Records for processing →
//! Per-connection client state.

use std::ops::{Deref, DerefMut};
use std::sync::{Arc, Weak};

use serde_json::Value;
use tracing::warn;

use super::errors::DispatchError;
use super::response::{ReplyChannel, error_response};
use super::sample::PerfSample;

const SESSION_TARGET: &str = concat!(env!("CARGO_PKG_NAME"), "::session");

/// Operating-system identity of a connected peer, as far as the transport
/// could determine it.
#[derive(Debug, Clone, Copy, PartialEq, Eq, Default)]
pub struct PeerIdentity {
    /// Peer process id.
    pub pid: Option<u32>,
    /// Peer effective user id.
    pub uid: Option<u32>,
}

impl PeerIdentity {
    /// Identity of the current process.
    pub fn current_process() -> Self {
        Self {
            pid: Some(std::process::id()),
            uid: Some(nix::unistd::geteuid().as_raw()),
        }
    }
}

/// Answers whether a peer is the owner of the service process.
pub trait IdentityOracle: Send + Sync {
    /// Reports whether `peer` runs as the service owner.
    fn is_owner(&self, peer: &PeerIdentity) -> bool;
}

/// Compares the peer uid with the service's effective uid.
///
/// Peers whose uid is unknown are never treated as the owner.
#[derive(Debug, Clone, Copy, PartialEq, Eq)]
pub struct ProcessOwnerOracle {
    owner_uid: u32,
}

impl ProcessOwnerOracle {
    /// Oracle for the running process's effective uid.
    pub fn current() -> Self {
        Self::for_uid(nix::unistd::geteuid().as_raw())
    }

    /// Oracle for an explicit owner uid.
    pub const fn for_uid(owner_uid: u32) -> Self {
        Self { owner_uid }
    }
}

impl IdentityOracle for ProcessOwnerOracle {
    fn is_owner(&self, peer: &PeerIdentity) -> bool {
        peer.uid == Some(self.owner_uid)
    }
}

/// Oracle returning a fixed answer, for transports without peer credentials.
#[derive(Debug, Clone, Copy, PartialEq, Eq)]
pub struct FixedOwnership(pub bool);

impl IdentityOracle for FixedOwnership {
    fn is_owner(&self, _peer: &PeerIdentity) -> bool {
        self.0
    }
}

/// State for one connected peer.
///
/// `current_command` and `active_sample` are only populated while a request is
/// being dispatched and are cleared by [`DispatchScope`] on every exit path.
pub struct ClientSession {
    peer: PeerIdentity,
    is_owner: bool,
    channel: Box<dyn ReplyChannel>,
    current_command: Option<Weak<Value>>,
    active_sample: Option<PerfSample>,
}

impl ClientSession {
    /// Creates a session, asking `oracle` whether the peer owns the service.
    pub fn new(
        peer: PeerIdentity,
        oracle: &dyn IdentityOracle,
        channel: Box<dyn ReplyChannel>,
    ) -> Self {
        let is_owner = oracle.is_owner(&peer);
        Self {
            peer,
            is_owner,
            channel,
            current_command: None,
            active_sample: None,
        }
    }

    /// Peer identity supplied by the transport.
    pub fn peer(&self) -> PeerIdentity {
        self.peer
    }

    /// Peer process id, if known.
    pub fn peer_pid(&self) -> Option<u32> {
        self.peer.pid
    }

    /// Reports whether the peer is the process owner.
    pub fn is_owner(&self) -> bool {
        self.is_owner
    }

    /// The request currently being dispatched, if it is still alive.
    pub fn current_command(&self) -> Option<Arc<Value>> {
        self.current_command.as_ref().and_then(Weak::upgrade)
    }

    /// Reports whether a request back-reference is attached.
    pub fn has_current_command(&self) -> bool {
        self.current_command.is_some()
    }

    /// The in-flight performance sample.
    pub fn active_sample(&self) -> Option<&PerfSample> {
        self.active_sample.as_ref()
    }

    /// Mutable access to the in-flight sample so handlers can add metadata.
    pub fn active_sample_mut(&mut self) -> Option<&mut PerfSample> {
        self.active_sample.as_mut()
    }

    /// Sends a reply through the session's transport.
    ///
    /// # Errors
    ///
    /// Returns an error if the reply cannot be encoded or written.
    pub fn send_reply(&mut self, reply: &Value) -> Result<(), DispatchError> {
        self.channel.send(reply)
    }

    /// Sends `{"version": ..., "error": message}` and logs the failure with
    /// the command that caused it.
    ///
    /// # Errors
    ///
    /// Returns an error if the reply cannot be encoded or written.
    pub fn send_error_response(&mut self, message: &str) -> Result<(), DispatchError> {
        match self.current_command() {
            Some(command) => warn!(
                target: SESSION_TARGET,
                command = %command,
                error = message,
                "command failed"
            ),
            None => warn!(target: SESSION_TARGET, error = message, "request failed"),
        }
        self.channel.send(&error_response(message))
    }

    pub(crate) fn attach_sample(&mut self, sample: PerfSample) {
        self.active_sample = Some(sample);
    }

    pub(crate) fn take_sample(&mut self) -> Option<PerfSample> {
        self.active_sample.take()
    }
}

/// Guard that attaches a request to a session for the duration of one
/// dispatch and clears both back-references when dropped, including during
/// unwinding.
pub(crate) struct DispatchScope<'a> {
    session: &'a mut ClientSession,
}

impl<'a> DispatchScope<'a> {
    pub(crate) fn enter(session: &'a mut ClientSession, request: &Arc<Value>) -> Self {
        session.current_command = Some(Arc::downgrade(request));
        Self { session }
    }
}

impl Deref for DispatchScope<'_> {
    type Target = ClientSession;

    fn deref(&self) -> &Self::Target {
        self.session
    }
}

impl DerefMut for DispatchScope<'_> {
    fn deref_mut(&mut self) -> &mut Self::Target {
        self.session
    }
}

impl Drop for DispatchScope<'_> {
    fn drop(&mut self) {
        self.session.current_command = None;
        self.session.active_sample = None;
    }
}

--

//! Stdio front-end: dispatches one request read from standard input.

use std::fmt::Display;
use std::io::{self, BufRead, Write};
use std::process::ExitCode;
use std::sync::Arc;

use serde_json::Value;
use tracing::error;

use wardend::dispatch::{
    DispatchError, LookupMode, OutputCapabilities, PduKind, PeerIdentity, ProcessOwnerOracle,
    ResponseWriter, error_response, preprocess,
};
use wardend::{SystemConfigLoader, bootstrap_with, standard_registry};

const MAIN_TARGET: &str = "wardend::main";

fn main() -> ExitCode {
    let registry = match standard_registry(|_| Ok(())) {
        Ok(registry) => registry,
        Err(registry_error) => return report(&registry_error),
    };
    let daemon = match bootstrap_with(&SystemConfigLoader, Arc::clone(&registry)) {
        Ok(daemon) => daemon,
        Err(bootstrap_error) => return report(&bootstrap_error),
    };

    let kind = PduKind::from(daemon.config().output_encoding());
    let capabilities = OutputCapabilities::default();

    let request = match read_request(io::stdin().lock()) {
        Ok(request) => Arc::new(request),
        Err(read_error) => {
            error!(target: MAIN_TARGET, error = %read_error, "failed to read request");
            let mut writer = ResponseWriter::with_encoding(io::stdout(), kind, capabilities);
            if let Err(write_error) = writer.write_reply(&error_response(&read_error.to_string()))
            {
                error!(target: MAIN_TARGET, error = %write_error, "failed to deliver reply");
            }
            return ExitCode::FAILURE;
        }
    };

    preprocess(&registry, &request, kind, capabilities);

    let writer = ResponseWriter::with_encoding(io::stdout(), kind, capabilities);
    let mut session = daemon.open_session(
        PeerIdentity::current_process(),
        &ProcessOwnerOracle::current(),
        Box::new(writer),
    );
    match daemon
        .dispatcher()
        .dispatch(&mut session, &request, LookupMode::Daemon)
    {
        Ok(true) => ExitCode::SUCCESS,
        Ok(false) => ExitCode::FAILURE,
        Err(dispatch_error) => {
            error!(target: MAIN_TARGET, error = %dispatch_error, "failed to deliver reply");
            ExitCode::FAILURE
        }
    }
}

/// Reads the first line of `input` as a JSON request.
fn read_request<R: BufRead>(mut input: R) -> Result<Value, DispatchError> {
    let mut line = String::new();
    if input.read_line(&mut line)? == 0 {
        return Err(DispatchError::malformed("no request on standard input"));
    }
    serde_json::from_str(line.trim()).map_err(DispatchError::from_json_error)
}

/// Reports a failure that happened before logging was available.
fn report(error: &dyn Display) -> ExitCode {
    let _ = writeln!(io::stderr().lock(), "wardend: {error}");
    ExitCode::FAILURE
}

--

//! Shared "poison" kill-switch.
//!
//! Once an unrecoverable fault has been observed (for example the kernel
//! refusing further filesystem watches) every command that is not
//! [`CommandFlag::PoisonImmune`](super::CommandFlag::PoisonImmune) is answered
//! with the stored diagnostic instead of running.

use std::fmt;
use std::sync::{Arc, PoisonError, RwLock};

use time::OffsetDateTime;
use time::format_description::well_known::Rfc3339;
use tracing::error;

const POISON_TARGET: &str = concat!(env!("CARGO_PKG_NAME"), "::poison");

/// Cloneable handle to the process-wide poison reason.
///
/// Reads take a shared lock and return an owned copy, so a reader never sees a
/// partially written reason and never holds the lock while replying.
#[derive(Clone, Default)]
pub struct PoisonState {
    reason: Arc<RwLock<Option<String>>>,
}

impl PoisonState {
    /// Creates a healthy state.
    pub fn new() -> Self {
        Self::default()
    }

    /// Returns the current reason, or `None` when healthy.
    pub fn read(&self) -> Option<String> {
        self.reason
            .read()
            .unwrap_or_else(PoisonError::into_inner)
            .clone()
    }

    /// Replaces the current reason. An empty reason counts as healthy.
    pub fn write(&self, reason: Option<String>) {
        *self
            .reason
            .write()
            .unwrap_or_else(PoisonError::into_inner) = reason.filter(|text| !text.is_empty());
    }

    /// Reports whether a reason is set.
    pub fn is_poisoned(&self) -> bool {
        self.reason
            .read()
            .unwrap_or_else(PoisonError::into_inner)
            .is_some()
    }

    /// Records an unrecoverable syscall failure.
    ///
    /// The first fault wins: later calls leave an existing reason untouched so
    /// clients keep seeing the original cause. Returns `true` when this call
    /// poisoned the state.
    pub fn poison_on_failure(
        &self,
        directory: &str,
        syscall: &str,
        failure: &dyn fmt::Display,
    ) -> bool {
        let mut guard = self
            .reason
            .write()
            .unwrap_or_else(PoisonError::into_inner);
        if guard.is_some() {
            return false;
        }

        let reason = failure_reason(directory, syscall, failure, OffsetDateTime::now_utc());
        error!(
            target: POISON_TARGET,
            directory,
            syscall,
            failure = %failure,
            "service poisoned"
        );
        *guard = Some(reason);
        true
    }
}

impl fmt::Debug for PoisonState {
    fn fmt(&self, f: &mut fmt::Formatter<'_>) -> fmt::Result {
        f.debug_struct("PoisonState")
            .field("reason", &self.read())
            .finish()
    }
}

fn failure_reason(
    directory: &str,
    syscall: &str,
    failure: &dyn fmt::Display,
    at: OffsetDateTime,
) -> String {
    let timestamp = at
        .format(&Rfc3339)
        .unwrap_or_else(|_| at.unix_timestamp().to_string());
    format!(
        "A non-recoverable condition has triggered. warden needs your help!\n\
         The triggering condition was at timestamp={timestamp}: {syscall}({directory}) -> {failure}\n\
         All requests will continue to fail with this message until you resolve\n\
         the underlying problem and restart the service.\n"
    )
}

Directions → Which of the lines in the data hold the string "OffsetDateTime"? Report each of them by copying it.

Solution for this exercise →
use time::OffsetDateTime;
        let reason = failure_reason(directory, syscall, failure, OffsetDateTime::now_utc());
    at: OffsetDateTime,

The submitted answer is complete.